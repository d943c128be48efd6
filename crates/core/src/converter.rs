// crates/core/src/converter.rs
//! Calibre `ebook-convert` detection and invocation.
//!
//! Detection probes a fixed list of install locations with `--version` and a
//! short timeout. The result is cached for a few minutes because probing
//! spawns processes; callers that need an exact answer (right before
//! accepting an upload) bypass the cache.

use std::fmt;
use std::path::{Path, PathBuf};
use std::pin::Pin;
use std::process::{ExitStatus, Stdio};
use std::time::{Duration, Instant};

use tokio::io::{AsyncBufReadExt, BufReader};
use tokio::process::{Child, Command};
use tokio::sync::{Mutex, RwLock};
use tokio_stream::wrappers::LinesStream;
use tokio_stream::{Stream, StreamExt};

use crate::error::ConvertError;

/// Timeout for each `--version` probe.
pub const PROBE_TIMEOUT: Duration = Duration::from_secs(2);

/// How long a probe result stays valid.
pub const CACHE_TTL: Duration = Duration::from_secs(300);

/// A program plus the arguments that always precede the conversion
/// arguments, e.g. `xvfb-run -a ebook-convert` on a headless host.
#[derive(Debug, Clone, PartialEq, Eq)]
pub struct ToolCommand {
    program: PathBuf,
    leading_args: Vec<String>,
}

impl ToolCommand {
    pub fn new(program: impl Into<PathBuf>) -> Self {
        Self {
            program: program.into(),
            leading_args: Vec::new(),
        }
    }

    pub fn arg(mut self, arg: impl Into<String>) -> Self {
        self.leading_args.push(arg.into());
        self
    }

    /// Split a whitespace-separated command line. Returns `None` when blank.
    pub fn parse(spec: &str) -> Option<Self> {
        let mut parts = spec.split_whitespace();
        let program = parts.next()?;
        Some(Self {
            program: PathBuf::from(program),
            leading_args: parts.map(str::to_string).collect(),
        })
    }

    pub fn program(&self) -> &Path {
        &self.program
    }

    fn command(&self) -> Command {
        let mut cmd = Command::new(&self.program);
        cmd.args(&self.leading_args);
        cmd
    }

    /// Run with `--version`; true when it exits 0 within [`PROBE_TIMEOUT`].
    async fn probe(&self) -> bool {
        let mut cmd = self.command();
        cmd.arg("--version")
            .stdin(Stdio::null())
            .stdout(Stdio::null())
            .stderr(Stdio::null())
            .kill_on_drop(true);

        match tokio::time::timeout(PROBE_TIMEOUT, cmd.status()).await {
            Ok(Ok(status)) => status.success(),
            Ok(Err(e)) => {
                tracing::debug!(tool = %self, error = %e, "tool probe failed to start");
                false
            }
            Err(_) => {
                tracing::debug!(tool = %self, "tool probe timed out");
                false
            }
        }
    }
}

impl fmt::Display for ToolCommand {
    fn fmt(&self, f: &mut fmt::Formatter<'_>) -> fmt::Result {
        write!(f, "{}", self.program.display())?;
        for arg in &self.leading_args {
            write!(f, " {arg}")?;
        }
        Ok(())
    }
}

/// Standard install locations, most likely first.
pub fn default_candidates() -> Vec<ToolCommand> {
    let mut candidates = vec![
        ToolCommand::new("ebook-convert"),
        ToolCommand::new("/Applications/calibre.app/Contents/MacOS/ebook-convert"),
        ToolCommand::new("/Applications/Calibre.app/Contents/MacOS/ebook-convert"),
    ];
    if let Some(home) = dirs::home_dir() {
        candidates.push(ToolCommand::new(
            home.join("Applications/calibre.app/Contents/MacOS/ebook-convert"),
        ));
    }
    candidates
}

#[derive(Debug, Clone)]
struct CachedProbe {
    resolved: Option<ToolCommand>,
    checked_at: Instant,
}

/// Finds the conversion tool and remembers where it is.
pub struct ToolLocator {
    candidates: Vec<ToolCommand>,
    ttl: Duration,
    cache: RwLock<Option<CachedProbe>>,
    /// Serializes probe runs; cache readers never wait on it.
    probing: Mutex<()>,
}

impl Default for ToolLocator {
    fn default() -> Self {
        Self::new(default_candidates())
    }
}

impl ToolLocator {
    pub fn new(candidates: Vec<ToolCommand>) -> Self {
        Self {
            candidates,
            ttl: CACHE_TTL,
            cache: RwLock::new(None),
            probing: Mutex::new(()),
        }
    }

    /// Probe `preferred` before the standard locations.
    pub fn with_preferred(preferred: ToolCommand) -> Self {
        let mut candidates = vec![preferred];
        candidates.extend(default_candidates());
        Self::new(candidates)
    }

    pub fn with_ttl(mut self, ttl: Duration) -> Self {
        self.ttl = ttl;
        self
    }

    /// Probe every candidate in order, uncached.
    pub async fn locate(&self) -> Option<ToolCommand> {
        for candidate in &self.candidates {
            if candidate.probe().await {
                return Some(candidate.clone());
            }
        }
        None
    }

    /// Whether the tool is installed. With `use_cache`, a probe younger than
    /// the TTL is reused.
    pub async fn is_available(&self, use_cache: bool) -> bool {
        self.resolve(use_cache).await.is_some()
    }

    /// The resolved tool, probing only when the cache is empty or stale.
    pub async fn resolved(&self) -> Option<ToolCommand> {
        self.resolve(true).await
    }

    /// Drop the cached probe so the next lookup re-probes.
    pub async fn invalidate(&self) {
        *self.cache.write().await = None;
    }

    async fn cached(&self) -> Option<Option<ToolCommand>> {
        self.cache
            .read()
            .await
            .as_ref()
            .filter(|cached| cached.checked_at.elapsed() < self.ttl)
            .map(|cached| cached.resolved.clone())
    }

    async fn resolve(&self, use_cache: bool) -> Option<ToolCommand> {
        if use_cache {
            if let Some(resolved) = self.cached().await {
                return resolved;
            }
        }

        let _probing = self.probing.lock().await;
        // A caller that queued behind a probe reuses its result.
        if use_cache {
            if let Some(resolved) = self.cached().await {
                return resolved;
            }
        }

        let resolved = self.locate().await;
        match &resolved {
            Some(tool) => tracing::info!(tool = %tool, "conversion tool found"),
            None => tracing::warn!(
                candidates = self.candidates.len(),
                "conversion tool not found"
            ),
        }
        *self.cache.write().await = Some(CachedProbe {
            resolved: resolved.clone(),
            checked_at: Instant::now(),
        });
        resolved
    }
}

/// Formatting flags passed to `ebook-convert`.
#[derive(Debug, Clone, PartialEq)]
pub struct ConversionOptions {
    pub base_font_size: u32,
    pub pdf_default_font_size: u32,
    pub pdf_mono_font_size: u32,
    pub embed_font_family: String,
    pub pdf_standard_font: String,
    /// Page margin in points, applied to all four sides.
    pub margin_pt: u32,
    pub page_numbers: bool,
    pub mark_links: bool,
    pub preserve_cover_aspect_ratio: bool,
    pub keep_ligatures: bool,
}

impl Default for ConversionOptions {
    fn default() -> Self {
        Self {
            base_font_size: 12,
            pdf_default_font_size: 12,
            pdf_mono_font_size: 12,
            embed_font_family: "Times New Roman".to_string(),
            pdf_standard_font: "serif".to_string(),
            margin_pt: 72,
            page_numbers: true,
            mark_links: true,
            preserve_cover_aspect_ratio: true,
            keep_ligatures: true,
        }
    }
}

impl ConversionOptions {
    pub fn to_args(&self) -> Vec<String> {
        let mut args = vec![
            "--base-font-size".to_string(),
            self.base_font_size.to_string(),
        ];
        if self.page_numbers {
            args.push("--pdf-page-numbers".to_string());
        }
        if self.mark_links {
            args.push("--pdf-mark-links".to_string());
        }
        args.extend([
            "--embed-font-family".to_string(),
            self.embed_font_family.clone(),
            "--pdf-default-font-size".to_string(),
            self.pdf_default_font_size.to_string(),
            "--pdf-mono-font-size".to_string(),
            self.pdf_mono_font_size.to_string(),
            "--pdf-standard-font".to_string(),
            self.pdf_standard_font.clone(),
        ]);
        if self.preserve_cover_aspect_ratio {
            args.push("--preserve-cover-aspect-ratio".to_string());
        }
        if self.keep_ligatures {
            args.push("--keep-ligatures".to_string());
        }
        for side in ["left", "right", "top", "bottom"] {
            args.push(format!("--pdf-page-margin-{side}"));
            args.push(self.margin_pt.to_string());
        }
        args
    }
}

type LineStream = Pin<Box<dyn Stream<Item = std::io::Result<String>> + Send>>;

/// A running conversion with stdout and stderr merged into one line stream.
pub struct ConversionProcess {
    child: Child,
    lines: LineStream,
}

impl ConversionProcess {
    /// Next output line from either stream; `None` once both are closed.
    pub async fn next_line(&mut self) -> Option<std::io::Result<String>> {
        self.lines.next().await
    }

    pub fn id(&self) -> Option<u32> {
        self.child.id()
    }

    /// Kill the process and everything it started, then reap it.
    ///
    /// A wrapper such as `xvfb-run` runs the real converter as a grandchild,
    /// so the whole process group is signalled before the direct child.
    pub async fn kill(&mut self) -> std::io::Result<()> {
        #[cfg(unix)]
        self.kill_group();
        self.child.kill().await
    }

    pub async fn wait(&mut self) -> std::io::Result<ExitStatus> {
        self.child.wait().await
    }

    /// SIGKILL the process group led by the child. No-op once the child
    /// has been reaped, so a recycled pid is never signalled.
    #[cfg(unix)]
    fn kill_group(&self) {
        use nix::errno::Errno;
        use nix::sys::signal::{killpg, Signal};
        use nix::unistd::Pid;

        let Some(pid) = self.child.id().and_then(|id| i32::try_from(id).ok()) else {
            return;
        };
        match killpg(Pid::from_raw(pid), Signal::SIGKILL) {
            Ok(()) | Err(Errno::ESRCH) => {}
            Err(e) => tracing::warn!(pid, error = %e, "failed to kill conversion process group"),
        }
    }
}

#[cfg(unix)]
impl Drop for ConversionProcess {
    fn drop(&mut self) {
        // `kill_on_drop` reaches only the direct child.
        self.kill_group();
    }
}

/// Start `tool input output <options>`.
pub fn invoke(
    tool: &ToolCommand,
    input: &Path,
    output: &Path,
    options: &ConversionOptions,
) -> Result<ConversionProcess, ConvertError> {
    let mut cmd = tool.command();
    cmd.arg(input)
        .arg(output)
        .args(options.to_args())
        .stdin(Stdio::null())
        .stdout(Stdio::piped())
        .stderr(Stdio::piped())
        .kill_on_drop(true);
    // Own process group, so a timeout can take down helpers the tool spawns.
    #[cfg(unix)]
    cmd.process_group(0);

    tracing::info!(
        tool = %tool,
        input = %input.display(),
        output = %output.display(),
        "spawning conversion"
    );
    let mut child = cmd.spawn().map_err(ConvertError::Spawn)?;

    let stdout = child.stdout.take().ok_or_else(|| {
        ConvertError::Spawn(std::io::Error::other("stdout was not captured"))
    })?;
    let stderr = child.stderr.take().ok_or_else(|| {
        ConvertError::Spawn(std::io::Error::other("stderr was not captured"))
    })?;

    let lines = LinesStream::new(BufReader::new(stdout).lines())
        .merge(LinesStream::new(BufReader::new(stderr).lines()));

    Ok(ConversionProcess {
        child,
        lines: Box::pin(lines),
    })
}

----------

▶ Work item
Which lines in the data above hold the word "struct"? Return each of them.

▶ Result for this exercise
pub struct ToolCommand {
struct CachedProbe {
pub struct ToolLocator {
pub struct ConversionOptions {
pub struct ConversionProcess {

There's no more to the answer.